··· DATA ···
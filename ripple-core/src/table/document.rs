//! Documents and row keys.

use std::fmt;

use serde::de::DeserializeOwned;
use serde::Serialize;
use serde_json::Value;

use super::config::KeyType;
use crate::error::{TableError, TableResult};

/// A record stored in a table.
///
/// Implemented for every serde-serializable type that can cross threads.
pub trait Document: Serialize + DeserializeOwned + Clone + Send + Sync + 'static {}

impl<T> Document for T where T: Serialize + DeserializeOwned + Clone + Send + Sync + 'static {}

/// Primary key of a stored row: the document key, or the row id when the
/// table has no key path.
#[derive(Debug, Clone, PartialEq, Eq, Hash, PartialOrd, Ord)]
pub enum RowKey {
    Int(i64),
    Text(String),
}

impl RowKey {
    pub(crate) fn to_param(&self) -> Value {
        match self {
            Self::Int(n) => Value::from(*n),
            Self::Text(s) => Value::String(s.clone()),
        }
    }

    /// Read a key back from a result cell.
    pub(crate) fn from_cell(cell: &Value) -> Option<Self> {
        match cell {
            Value::Number(n) => n.as_i64().map(Self::Int),
            Value::String(s) => Some(Self::Text(s.clone())),
            _ => None,
        }
    }

    pub fn as_int(&self) -> Option<i64> {
        match self {
            Self::Int(n) => Some(*n),
            Self::Text(_) => None,
        }
    }

    pub fn as_str(&self) -> Option<&str> {
        match self {
            Self::Text(s) => Some(s),
            Self::Int(_) => None,
        }
    }
}

impl fmt::Display for RowKey {
    fn fmt(&self, f: &mut fmt::Formatter<'_>) -> fmt::Result {
        match self {
            Self::Int(n) => write!(f, "{n}"),
            Self::Text(s) => f.write_str(s),
        }
    }
}

impl From<i64> for RowKey {
    fn from(n: i64) -> Self {
        Self::Int(n)
    }
}

impl From<&str> for RowKey {
    fn from(s: &str) -> Self {
        Self::Text(s.to_string())
    }
}

impl From<String> for RowKey {
    fn from(s: String) -> Self {
        Self::Text(s)
    }
}

/// Follow a validated dot path (with `[n]` subscripts) into a JSON value.
pub(crate) fn lookup<'a>(value: &'a Value, path: &str) -> Option<&'a Value> {
    let mut current = value;
    for segment in path.split('.') {
        let mut parts = segment.split('[');
        let name = parts.next()?;
        current = current.get(name)?;
        for index in parts {
            let index: usize = index.trim_end_matches(']').parse().ok()?;
            current = current.get(index)?;
        }
    }
    Some(current)
}

fn kind_of(value: &Value) -> &'static str {
    match value {
        Value::Null => "null",
        Value::Bool(_) => "a boolean",
        Value::Number(_) => "a number",
        Value::String(_) => "a string",
        Value::Array(_) => "an array",
        Value::Object(_) => "an object",
    }
}

/// Pull the key out of a serialized document.
pub(crate) fn extract_key(doc: &Value, path: &str, key_type: KeyType) -> TableResult<RowKey> {
    let value = match lookup(doc, path) {
        Some(Value::Null) | None => {
            return Err(TableError::MissingKey {
                path: path.to_string(),
            })
        }
        Some(value) => value,
    };
    let key = match key_type {
        KeyType::Text => value.as_str().map(|s| RowKey::Text(s.to_string())),
        KeyType::Integer => value.as_i64().map(RowKey::Int),
    };
    key.ok_or_else(|| TableError::InvalidKey {
        path: path.to_string(),
        expected: match key_type {
            KeyType::Text => "a string",
            KeyType::Integer => "an integer",
        },
        found: kind_of(value).to_string(),
    })
}

// ----------------------------------------------------------------------------
// Tests
// ----------------------------------------------------------------------------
···
The only acceptable answer is the full set of entries, repeated exactly.

filename ripple-core/src/table/document.rs
//! Documents and row keys.

use std::fmt;

use serde::de::DeserializeOwned;
use serde::Serialize;
use serde_json::Value;

use super::config::KeyType;
use crate::error::{TableError, TableResult};

/// A record stored in a table.
///
/// Implemented for every serde-serializable type that can cross threads.
pub trait Document: Serialize + DeserializeOwned + Clone + Send + Sync + 'static {}

impl<T> Document for T where T: Serialize + DeserializeOwned + Clone + Send + Sync + 'static {}

/// Primary key of a stored row: the document key, or the row id when the
/// table has no key path.
#[derive(Debug, Clone, PartialEq, Eq, Hash, PartialOrd, Ord)]
pub enum RowKey {
    Int(i64),
    Text(String),
}

impl RowKey {
    pub(crate) fn to_param(&self) -> Value {
        match self {
            Self::Int(n) => Value::from(*n),
            Self::Text(s) => Value::String(s.clone()),
        }
    }

    /// Read a key back from a result cell.
    pub(crate) fn from_cell(cell: &Value) -> Option<Self> {
        match cell {
            Value::Number(n) => n.as_i64().map(Self::Int),
            Value::String(s) => Some(Self::Text(s.clone())),
            _ => None,
        }
    }

    pub fn as_int(&self) -> Option<i64> {
        match self {
            Self::Int(n) => Some(*n),
            Self::Text(_) => None,
        }
    }

    pub fn as_str(&self) -> Option<&str> {
        match self {
            Self::Text(s) => Some(s),
            Self::Int(_) => None,
        }
    }
}

impl fmt::Display for RowKey {
    fn fmt(&self, f: &mut fmt::Formatter<'_>) -> fmt::Result {
        match self {
            Self::Int(n) => write!(f, "{n}"),
            Self::Text(s) => f.write_str(s),
        }
    }
}

impl From<i64> for RowKey {
    fn from(n: i64) -> Self {
        Self::Int(n)
    }
}

impl From<&str> for RowKey {
    fn from(s: &str) -> Self {
        Self::Text(s.to_string())
    }
}

impl From<String> for RowKey {
    fn from(s: String) -> Self {
        Self::Text(s)
    }
}

/// Follow a validated dot path (with `[n]` subscripts) into a JSON value.
pub(crate) fn lookup<'a>(value: &'a Value, path: &str) -> Option<&'a Value> {
    let mut current = value;
    for segment in path.split('.') {
        let mut parts = segment.split('[');
        let name = parts.next()?;
        current = current.get(name)?;
        for index in parts {
            let index: usize = index.trim_end_matches(']').parse().ok()?;
            current = current.get(index)?;
        }
    }
    Some(current)
}

fn kind_of(value: &Value) -> &'static str {
    match value {
        Value::Null => "null",
        Value::Bool(_) => "a boolean",
        Value::Number(_) => "a number",
        Value::String(_) => "a string",
        Value::Array(_) => "an array",
        Value::Object(_) => "an object",
    }
}

/// Pull the key out of a serialized document.
pub(crate) fn extract_key(doc: &Value, path: &str, key_type: KeyType) -> TableResult<RowKey> {
    let value = match lookup(doc, path) {
        Some(Value::Null) | None => {
            return Err(TableError::MissingKey {
                path: path.to_string(),
            })
        }
        Some(value) => value,
    };
    let key = match key_type {
        KeyType::Text => value.as_str().map(|s| RowKey::Text(s.to_string())),
        KeyType::Integer => value.as_i64().map(RowKey::Int),
    };
    key.ok_or_else(|| TableError::InvalidKey {
        path: path.to_string(),
        expected: match key_type {
            KeyType::Text => "a string",
            KeyType::Integer => "an integer",
        },
        found: kind_of(value).to_string(),
    })
}

// ----------------------------------------------------------------------------
// Tests
// ----------------------------------------------------------------------------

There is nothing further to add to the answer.